Top of Record excerpts

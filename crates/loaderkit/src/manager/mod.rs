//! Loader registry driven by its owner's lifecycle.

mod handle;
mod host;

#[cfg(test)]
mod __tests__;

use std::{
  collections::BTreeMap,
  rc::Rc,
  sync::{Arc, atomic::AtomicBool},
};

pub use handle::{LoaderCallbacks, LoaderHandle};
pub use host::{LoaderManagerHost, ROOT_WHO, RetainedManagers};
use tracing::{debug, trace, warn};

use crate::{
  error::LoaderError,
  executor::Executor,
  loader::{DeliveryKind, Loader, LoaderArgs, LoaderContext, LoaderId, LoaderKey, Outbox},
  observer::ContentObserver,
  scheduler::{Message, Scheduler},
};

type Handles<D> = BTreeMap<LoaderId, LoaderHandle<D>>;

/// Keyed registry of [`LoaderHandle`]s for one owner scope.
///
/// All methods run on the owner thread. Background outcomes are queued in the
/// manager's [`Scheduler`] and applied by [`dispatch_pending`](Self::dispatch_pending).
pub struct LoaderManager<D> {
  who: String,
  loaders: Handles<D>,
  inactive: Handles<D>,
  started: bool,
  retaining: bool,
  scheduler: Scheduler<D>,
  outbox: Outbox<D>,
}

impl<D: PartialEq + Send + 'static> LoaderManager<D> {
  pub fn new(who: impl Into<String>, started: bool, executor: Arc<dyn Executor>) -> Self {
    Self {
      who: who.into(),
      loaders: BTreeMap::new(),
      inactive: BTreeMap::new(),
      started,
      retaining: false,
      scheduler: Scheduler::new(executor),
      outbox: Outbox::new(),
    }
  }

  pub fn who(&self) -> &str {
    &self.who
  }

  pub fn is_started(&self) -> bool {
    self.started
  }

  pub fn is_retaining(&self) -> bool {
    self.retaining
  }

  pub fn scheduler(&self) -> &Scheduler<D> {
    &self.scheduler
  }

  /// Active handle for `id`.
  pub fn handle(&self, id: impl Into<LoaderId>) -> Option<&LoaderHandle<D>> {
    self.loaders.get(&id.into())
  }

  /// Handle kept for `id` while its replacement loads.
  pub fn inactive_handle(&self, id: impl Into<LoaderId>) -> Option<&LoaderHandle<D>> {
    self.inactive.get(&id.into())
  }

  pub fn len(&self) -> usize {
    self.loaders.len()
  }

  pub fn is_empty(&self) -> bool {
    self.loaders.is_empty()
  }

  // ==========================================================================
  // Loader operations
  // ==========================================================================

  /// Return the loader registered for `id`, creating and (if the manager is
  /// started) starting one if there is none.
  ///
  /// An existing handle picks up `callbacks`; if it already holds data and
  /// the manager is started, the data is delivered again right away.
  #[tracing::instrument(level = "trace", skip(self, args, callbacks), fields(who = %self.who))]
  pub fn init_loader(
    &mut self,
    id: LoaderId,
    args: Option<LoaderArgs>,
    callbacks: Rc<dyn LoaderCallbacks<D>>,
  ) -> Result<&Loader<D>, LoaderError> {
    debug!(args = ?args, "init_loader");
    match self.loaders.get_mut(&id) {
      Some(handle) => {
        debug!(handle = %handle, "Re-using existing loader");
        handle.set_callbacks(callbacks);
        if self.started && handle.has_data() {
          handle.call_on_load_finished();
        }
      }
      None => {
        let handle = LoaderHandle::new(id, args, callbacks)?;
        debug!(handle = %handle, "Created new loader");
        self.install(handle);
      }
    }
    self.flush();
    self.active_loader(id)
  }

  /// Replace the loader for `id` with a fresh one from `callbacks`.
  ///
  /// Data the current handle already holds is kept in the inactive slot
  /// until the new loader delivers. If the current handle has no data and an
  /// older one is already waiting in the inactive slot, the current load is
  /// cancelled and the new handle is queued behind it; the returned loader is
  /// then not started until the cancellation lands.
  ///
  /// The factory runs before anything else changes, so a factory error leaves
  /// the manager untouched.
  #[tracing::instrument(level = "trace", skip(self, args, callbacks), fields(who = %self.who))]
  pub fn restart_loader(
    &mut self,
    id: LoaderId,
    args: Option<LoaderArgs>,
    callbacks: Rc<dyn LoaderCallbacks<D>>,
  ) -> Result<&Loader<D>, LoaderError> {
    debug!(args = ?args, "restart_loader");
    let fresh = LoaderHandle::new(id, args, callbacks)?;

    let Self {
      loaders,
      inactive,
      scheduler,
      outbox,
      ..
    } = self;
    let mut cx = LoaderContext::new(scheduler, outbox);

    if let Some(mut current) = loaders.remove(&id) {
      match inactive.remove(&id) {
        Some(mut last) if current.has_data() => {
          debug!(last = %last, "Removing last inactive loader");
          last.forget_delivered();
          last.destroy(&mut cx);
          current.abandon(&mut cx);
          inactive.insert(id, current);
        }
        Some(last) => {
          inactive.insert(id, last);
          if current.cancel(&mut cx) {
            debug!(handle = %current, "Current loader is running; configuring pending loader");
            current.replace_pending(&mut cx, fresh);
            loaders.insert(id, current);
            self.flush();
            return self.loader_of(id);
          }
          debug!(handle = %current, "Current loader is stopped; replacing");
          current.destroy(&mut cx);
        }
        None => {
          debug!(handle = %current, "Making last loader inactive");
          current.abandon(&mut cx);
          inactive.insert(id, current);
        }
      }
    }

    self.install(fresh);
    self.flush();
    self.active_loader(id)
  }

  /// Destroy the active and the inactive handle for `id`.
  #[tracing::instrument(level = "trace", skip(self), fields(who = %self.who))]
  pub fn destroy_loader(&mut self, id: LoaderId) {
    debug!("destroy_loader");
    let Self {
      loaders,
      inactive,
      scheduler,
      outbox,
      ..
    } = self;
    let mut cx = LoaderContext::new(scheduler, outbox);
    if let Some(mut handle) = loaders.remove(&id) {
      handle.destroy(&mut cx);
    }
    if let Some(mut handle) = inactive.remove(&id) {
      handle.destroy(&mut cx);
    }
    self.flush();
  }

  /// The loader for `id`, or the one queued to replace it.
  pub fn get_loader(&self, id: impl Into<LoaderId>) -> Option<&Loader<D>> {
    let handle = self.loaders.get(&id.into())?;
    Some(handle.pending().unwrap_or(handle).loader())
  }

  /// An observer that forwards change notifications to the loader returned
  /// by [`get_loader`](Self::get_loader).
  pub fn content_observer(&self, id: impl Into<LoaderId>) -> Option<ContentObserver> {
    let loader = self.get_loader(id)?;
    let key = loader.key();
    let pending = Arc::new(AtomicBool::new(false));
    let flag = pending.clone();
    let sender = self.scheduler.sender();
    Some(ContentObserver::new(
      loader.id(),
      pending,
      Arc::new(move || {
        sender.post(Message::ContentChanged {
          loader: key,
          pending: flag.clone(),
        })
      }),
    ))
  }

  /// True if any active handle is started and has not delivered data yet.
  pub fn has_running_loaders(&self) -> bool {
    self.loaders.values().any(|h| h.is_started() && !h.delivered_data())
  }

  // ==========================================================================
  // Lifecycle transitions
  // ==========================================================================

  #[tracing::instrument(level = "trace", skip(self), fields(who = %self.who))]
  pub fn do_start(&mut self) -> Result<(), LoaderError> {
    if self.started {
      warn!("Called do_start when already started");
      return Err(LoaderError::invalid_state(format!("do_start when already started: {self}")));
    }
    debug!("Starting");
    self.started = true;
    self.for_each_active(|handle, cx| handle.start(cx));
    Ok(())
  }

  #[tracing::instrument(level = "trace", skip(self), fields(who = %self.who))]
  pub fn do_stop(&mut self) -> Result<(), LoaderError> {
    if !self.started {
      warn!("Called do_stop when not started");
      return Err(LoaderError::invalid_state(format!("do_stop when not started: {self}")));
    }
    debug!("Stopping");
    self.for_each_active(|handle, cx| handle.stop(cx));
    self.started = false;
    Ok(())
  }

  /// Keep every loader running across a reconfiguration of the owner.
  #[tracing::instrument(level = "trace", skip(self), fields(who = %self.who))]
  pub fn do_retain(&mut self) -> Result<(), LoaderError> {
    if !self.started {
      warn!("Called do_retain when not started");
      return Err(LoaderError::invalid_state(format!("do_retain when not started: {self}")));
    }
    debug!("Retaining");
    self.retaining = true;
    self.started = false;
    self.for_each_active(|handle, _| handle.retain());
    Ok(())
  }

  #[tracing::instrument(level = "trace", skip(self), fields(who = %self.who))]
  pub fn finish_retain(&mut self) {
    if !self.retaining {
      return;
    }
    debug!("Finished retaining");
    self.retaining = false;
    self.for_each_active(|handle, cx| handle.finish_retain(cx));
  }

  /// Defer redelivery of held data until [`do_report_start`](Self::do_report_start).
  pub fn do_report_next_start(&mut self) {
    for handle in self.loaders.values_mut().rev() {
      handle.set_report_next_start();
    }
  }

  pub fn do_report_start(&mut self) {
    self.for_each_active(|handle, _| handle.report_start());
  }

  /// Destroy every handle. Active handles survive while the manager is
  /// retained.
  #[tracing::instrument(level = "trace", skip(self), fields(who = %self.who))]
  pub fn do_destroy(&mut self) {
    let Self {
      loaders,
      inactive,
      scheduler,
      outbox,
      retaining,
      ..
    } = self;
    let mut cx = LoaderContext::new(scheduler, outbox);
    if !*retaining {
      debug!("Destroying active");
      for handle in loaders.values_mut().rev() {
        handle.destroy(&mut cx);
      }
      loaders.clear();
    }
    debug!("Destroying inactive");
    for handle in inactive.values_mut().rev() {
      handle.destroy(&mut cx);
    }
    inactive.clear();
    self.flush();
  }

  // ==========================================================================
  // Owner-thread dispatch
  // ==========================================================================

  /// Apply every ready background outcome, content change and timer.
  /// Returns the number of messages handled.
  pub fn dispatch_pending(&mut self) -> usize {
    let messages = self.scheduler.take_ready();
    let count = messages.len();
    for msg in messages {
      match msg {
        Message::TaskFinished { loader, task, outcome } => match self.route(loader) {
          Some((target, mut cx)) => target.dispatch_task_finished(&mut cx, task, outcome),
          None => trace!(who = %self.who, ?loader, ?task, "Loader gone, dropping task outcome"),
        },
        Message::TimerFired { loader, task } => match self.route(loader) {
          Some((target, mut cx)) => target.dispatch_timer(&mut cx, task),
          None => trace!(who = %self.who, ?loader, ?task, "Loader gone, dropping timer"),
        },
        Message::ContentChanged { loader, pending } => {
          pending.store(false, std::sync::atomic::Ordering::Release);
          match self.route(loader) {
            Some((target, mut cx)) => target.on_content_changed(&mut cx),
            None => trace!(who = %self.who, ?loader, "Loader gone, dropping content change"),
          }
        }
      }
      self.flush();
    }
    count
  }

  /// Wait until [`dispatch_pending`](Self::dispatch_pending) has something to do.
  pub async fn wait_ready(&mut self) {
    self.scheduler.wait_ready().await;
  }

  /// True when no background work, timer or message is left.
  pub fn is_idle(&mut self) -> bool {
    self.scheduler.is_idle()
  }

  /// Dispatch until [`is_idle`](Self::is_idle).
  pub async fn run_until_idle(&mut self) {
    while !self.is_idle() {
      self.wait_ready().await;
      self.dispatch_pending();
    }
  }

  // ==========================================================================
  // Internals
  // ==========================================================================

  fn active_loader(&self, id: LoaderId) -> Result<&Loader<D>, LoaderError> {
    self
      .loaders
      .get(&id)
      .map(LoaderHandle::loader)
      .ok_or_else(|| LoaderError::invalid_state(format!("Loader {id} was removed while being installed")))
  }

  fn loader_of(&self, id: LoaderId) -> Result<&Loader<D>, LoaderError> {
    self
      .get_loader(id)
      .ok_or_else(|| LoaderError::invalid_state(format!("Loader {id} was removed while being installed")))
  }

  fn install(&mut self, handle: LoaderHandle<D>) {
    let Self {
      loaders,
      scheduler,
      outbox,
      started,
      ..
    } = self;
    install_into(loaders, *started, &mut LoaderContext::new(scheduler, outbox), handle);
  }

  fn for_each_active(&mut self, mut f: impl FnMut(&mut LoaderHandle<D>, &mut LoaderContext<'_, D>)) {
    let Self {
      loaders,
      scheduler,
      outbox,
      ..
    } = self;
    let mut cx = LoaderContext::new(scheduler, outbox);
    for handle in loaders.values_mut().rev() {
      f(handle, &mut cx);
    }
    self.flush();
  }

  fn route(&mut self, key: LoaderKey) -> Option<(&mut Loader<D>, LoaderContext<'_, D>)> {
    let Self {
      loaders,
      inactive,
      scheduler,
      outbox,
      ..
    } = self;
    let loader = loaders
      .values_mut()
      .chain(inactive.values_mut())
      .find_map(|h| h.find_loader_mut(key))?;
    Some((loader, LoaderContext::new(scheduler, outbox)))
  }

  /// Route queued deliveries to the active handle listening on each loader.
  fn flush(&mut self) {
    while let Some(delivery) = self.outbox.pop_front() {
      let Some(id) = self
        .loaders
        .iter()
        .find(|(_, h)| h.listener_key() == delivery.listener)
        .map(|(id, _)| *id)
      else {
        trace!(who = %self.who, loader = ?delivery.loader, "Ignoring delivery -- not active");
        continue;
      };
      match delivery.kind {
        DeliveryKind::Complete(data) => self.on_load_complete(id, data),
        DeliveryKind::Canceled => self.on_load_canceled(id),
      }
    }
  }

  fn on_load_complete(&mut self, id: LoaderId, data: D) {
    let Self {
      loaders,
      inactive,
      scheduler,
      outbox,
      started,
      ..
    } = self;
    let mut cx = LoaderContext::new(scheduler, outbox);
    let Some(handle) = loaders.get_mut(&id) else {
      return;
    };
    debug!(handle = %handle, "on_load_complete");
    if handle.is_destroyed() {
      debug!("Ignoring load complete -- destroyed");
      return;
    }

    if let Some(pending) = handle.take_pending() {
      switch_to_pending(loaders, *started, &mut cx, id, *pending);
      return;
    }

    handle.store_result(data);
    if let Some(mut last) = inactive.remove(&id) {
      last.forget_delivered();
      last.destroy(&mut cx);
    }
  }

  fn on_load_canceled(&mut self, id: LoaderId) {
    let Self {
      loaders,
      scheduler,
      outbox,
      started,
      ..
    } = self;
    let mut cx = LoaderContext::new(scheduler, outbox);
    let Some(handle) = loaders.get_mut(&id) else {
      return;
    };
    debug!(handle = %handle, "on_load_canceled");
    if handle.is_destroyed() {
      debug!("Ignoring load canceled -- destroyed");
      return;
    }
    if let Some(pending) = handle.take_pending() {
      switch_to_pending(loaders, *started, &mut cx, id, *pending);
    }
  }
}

Bottom of Record excerpts

Problem details: Could you state how many lines in the listing include the string "Destroying"? Only the number is wanted.

Exercise response: 2